→ **WHAT YOU NEED TO DO**: "super" is the word to look for; copy each line of the listing where it occurs.

→ **SUPPLIED RECORDS**:

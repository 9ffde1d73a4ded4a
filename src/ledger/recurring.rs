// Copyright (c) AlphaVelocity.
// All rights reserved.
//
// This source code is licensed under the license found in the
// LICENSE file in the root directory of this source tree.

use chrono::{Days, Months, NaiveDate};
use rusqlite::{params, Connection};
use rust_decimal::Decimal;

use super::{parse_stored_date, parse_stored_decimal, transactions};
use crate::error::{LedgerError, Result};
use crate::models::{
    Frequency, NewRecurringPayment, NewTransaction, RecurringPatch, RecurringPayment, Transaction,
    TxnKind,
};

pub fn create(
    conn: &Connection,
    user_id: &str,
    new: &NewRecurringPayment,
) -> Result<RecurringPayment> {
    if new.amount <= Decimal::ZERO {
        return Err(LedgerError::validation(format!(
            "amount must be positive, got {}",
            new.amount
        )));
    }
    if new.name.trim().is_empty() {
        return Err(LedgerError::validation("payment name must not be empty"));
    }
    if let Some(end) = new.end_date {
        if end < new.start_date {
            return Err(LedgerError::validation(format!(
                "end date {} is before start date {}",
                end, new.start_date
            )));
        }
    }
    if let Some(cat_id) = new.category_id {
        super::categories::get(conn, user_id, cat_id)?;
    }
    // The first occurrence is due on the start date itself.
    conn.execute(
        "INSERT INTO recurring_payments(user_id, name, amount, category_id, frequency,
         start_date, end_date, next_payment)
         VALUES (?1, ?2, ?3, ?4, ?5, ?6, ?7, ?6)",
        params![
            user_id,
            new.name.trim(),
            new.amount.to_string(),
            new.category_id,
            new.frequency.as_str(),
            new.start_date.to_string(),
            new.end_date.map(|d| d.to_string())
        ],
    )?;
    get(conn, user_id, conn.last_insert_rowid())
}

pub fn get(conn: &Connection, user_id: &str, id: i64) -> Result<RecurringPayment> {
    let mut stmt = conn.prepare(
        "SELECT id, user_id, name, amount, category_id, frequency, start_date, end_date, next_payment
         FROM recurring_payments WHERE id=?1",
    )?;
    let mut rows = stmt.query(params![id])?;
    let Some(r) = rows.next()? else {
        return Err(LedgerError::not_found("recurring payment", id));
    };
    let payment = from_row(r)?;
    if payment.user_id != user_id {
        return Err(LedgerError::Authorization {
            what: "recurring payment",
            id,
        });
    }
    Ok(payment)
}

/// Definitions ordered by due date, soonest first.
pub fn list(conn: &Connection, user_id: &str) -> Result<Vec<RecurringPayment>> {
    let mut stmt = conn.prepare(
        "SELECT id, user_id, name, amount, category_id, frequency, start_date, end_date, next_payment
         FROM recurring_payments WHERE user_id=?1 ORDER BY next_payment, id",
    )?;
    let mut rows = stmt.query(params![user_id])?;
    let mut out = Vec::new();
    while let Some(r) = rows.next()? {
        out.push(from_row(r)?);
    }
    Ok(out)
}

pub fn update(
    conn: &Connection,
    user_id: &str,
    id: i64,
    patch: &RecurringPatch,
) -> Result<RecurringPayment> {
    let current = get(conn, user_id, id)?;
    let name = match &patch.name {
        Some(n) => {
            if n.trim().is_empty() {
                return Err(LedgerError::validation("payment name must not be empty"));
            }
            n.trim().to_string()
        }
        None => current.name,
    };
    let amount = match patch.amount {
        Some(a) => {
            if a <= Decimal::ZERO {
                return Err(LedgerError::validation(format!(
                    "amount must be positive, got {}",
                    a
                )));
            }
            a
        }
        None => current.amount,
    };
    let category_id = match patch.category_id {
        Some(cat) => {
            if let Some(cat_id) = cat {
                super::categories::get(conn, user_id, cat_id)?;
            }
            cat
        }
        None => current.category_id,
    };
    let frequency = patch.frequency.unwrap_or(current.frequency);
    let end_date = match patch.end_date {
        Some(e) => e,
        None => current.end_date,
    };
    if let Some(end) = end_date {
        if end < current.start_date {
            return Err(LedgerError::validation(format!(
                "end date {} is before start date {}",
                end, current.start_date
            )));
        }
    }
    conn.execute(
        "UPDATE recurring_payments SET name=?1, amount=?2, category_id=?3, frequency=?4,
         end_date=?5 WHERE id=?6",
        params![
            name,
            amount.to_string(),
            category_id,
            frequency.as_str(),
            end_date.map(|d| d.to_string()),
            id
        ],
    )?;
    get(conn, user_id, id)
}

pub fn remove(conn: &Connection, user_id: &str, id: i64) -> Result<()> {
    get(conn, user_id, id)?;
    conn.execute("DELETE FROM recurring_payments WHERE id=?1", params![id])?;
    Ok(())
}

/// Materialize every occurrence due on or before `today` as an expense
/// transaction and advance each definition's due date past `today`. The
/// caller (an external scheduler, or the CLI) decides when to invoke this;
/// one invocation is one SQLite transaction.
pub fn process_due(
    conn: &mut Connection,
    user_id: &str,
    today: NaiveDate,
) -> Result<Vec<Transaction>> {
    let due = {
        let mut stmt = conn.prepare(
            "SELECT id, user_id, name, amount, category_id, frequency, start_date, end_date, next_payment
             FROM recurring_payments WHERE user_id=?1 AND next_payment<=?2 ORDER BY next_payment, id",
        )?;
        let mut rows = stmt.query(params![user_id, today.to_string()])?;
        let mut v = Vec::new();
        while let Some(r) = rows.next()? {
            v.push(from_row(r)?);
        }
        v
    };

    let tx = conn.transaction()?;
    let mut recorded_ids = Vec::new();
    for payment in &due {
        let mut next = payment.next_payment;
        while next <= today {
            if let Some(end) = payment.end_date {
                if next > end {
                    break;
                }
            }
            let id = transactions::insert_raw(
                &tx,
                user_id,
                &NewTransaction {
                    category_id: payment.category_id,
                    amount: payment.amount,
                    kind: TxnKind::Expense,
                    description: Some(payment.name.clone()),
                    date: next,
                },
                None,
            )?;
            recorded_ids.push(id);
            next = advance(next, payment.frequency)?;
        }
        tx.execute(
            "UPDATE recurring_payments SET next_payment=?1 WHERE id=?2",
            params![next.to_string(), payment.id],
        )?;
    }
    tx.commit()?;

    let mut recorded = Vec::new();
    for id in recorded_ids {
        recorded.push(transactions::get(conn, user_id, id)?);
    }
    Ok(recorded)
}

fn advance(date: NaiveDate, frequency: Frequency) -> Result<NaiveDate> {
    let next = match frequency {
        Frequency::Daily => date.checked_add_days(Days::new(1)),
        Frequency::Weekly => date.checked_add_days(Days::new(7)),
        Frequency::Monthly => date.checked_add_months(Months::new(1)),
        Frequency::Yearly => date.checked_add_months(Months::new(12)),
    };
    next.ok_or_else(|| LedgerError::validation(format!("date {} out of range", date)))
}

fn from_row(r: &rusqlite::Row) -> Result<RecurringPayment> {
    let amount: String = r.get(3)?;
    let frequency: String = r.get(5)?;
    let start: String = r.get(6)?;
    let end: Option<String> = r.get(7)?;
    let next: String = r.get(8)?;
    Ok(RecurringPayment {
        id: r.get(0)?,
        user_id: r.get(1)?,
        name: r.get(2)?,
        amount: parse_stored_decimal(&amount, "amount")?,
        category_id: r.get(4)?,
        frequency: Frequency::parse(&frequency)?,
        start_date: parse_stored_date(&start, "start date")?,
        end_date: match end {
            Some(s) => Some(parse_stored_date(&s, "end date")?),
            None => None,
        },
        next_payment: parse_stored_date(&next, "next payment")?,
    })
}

→ **RESPONSE**:
use super::{parse_stored_date, parse_stored_decimal, transactions};
        super::categories::get(conn, user_id, cat_id)?;
                super::categories::get(conn, user_id, cat_id)?;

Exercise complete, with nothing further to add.